Defending Wimbledon champ Federer coasts into 2nd round


Defending Wimbledon champ Federer coasts into 2nd round

Top seed Federer marched out on Centre Court dressed for the first time in gear designed by Japanese giant Uniqlo in a deal reported to be worth $300 million after a two-decade association with Nike.

While it may not seem like a big deal, it signalled the end of an nearly two-decade association with Nike, with whom Federer's trademark insignia has become synonymous with the company's tennis apparel. The 36-year-old wore Uniqlo-labeled headband, jacket, shirt and socks during his opening-round match at Wimbledon but with Nike footwear.

Roger Federer booked his spot in the second round of Wimbledon courtesy of a 6-1 6-3 6-4 victory over Serbian Dusan Lajovic on Monday afternoon. But the defending champion caused an upset of sorts off the courts, as he walked in with his new Uniqlo kit, ending months of speculation over the end of his deal with Nike. I felt like I was dealing with it really, really nicely, and it gave me great confidence for this year coming back on grass.

Federer declined to confirm the terms of his contract Monday.

Federer confirmed his switch from the USA sportswear brand to Uniqlo on the first day of Wimbledon by walking out to play in his new outfit but remained in personalised Wimbledon Nike trainers as he beat Dusan Lajovic in straight sets on Monday.

Roger Federer's 21-year run with Nike is over.

According to a Forbes article published last August, Federer was taking home $10m a year from Nike which means his Uniqlo deal is three times more lucrative.
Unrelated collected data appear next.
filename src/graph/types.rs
use serde::{Deserialize, Serialize};

/// A note as supplied by the note store. Read-only input to the builder.
#[derive(Clone, Debug, PartialEq, Eq, Serialize, Deserialize)]
pub struct Note {
	/// Stable identifier, reused as the graph node id.
	pub id: String,
	/// Raw title. Wiki-links resolve against this, case-insensitively.
	#[serde(default)]
	pub title: String,
	/// Free-text body scanned for `[[Title]]` references.
	#[serde(default)]
	pub content: String,
}

impl Note {
	/// Convenience constructor, mostly for fixtures.
	pub fn new(id: impl Into<String>, title: impl Into<String>, content: impl Into<String>) -> Self {
		Self {
			id: id.into(),
			title: title.into(),
			content: content.into(),
		}
	}
}

/// One vertex per input note.
#[derive(Clone, Debug, PartialEq, Eq)]
pub struct GraphNode {
	/// Id of the note this node stands for.
	pub id: String,
	/// Untruncated note title.
	pub title: String,
	/// Number of links incident to this node, as source or target.
	pub link_count: usize,
}

/// A resolved wiki-link from `source` to `target` (both note ids).
#[derive(Clone, Debug, PartialEq, Eq)]
pub struct GraphLink {
	/// Id of the note containing the reference.
	pub source: String,
	/// Id of the referenced note.
	pub target: String,
}

/// Node and link set derived from a note collection.
#[derive(Clone, Debug, Default, PartialEq, Eq)]
pub struct GraphData {
	/// Nodes in input order.
	pub nodes: Vec<GraphNode>,
	/// Links in discovery order, duplicates kept.
	pub links: Vec<GraphLink>,
}

impl GraphData {
	/// Looks up a node by note id.
	pub fn node(&self, id: &str) -> Option<&GraphNode> {
		self.nodes.iter().find(|n| n.id == id)
	}

	/// Distinct ids of the notes linked to or from `id`, in the order they
	/// first appear in `links`.
	pub fn linked_ids(&self, id: &str) -> Vec<&str> {
		let mut out: Vec<&str> = Vec::new();
		for link in &self.links {
			let other = if link.source == id {
				link.target.as_str()
			} else if link.target == id {
				link.source.as_str()
			} else {
				continue;
			};
			if !out.contains(&other) {
				out.push(other);
			}
		}
		out
	}
}
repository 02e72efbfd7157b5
//! Reactive note collection shared through the Leptos context.

use leptos::prelude::*;
use log::info;

use crate::graph::Note;

/// Notes plus the currently open note. `Copy`, so it can be handed to any
/// component via `provide_context` / `expect_context`.
#[derive(Clone, Copy, Debug)]
pub struct NoteStore {
	/// All notes, in display order.
	pub notes: RwSignal<Vec<Note>>,
	/// Id of the open note, if any.
	pub current: RwSignal<Option<String>>,
}

impl Default for NoteStore {
	fn default() -> Self {
		Self::new(Vec::new())
	}
}

impl NoteStore {
	/// Wraps an existing note list with nothing selected.
	pub fn new(notes: Vec<Note>) -> Self {
		Self {
			notes: RwSignal::new(notes),
			current: RwSignal::new(None),
		}
	}

	/// Parses a JSON array of notes.
	pub fn from_json(json: &str) -> Result<Self, serde_json::Error> {
		let notes: Vec<Note> = serde_json::from_str(json)?;
		info!("Loaded {} notes", notes.len());
		Ok(Self::new(notes))
	}

	/// Opens the note with `id`. Unknown ids are ignored.
	pub fn select(&self, id: &str) {
		let known = self.notes.with_untracked(|notes| notes.iter().any(|n| n.id == id));
		if known {
			self.current.set(Some(id.to_string()));
		}
	}

	/// The open note, tracked.
	pub fn current_note(&self) -> Option<Note> {
		let id = self.current.get()?;
		self.notes
			.with(|notes| notes.iter().find(|n| n.id == id).cloned())
	}
}
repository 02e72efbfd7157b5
//! Size and label policy for rendered nodes.

pub const MIN_RADIUS: f64 = 4.0;
pub const MAX_RADIUS: f64 = 14.0;
const RADIUS_PER_LINK: f64 = 1.5;

/// Nodes grow with their link count, within `MIN_RADIUS..=MAX_RADIUS`.
pub fn node_radius(link_count: usize) -> f64 {
	(MIN_RADIUS + RADIUS_PER_LINK * link_count as f64).min(MAX_RADIUS)
}

/// Display text for a node. Empty or blank titles show as "Untitled".
/// Truncation counts chars, not bytes.
pub fn display_label(title: &str, max_chars: usize) -> String {
	if title.trim().is_empty() {
		return "Untitled".into();
	}
	match title.char_indices().nth(max_chars) {
		Some((cut, _)) => format!("{}…", &title[..cut]),
		None => title.to_string(),
	}
}
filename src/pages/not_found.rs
use leptos::prelude::*;

/// 404 Not Found Page
#[component]
pub fn NotFound() -> impl IntoView {
	view! { <h1>"Nothing here. Head back to the graph."</h1> }
}
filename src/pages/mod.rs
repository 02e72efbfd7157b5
pub mod home;
pub mod not_found;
In addition to Federer's Nike RF logo, the logo on the right shoe has the No. 8, reflecting how many Wimbledon's he has won. "After his match, Federer said Nike still owns his signature 'RF" mark, but he expects it to be transferred to him "at some point". "I remember I struggled early on a lot", said Federer, who hardly broke sweat in the 30C heat.

"Look, it's the process". In a short period of time, it will come to me. They are my initials. Nike reportedly paid Federer $10 million a year beginning in 2008. The good thing is it's not theirs forever. "I'm looking forward to see what shoes I will be wearing in the near future", Federer said.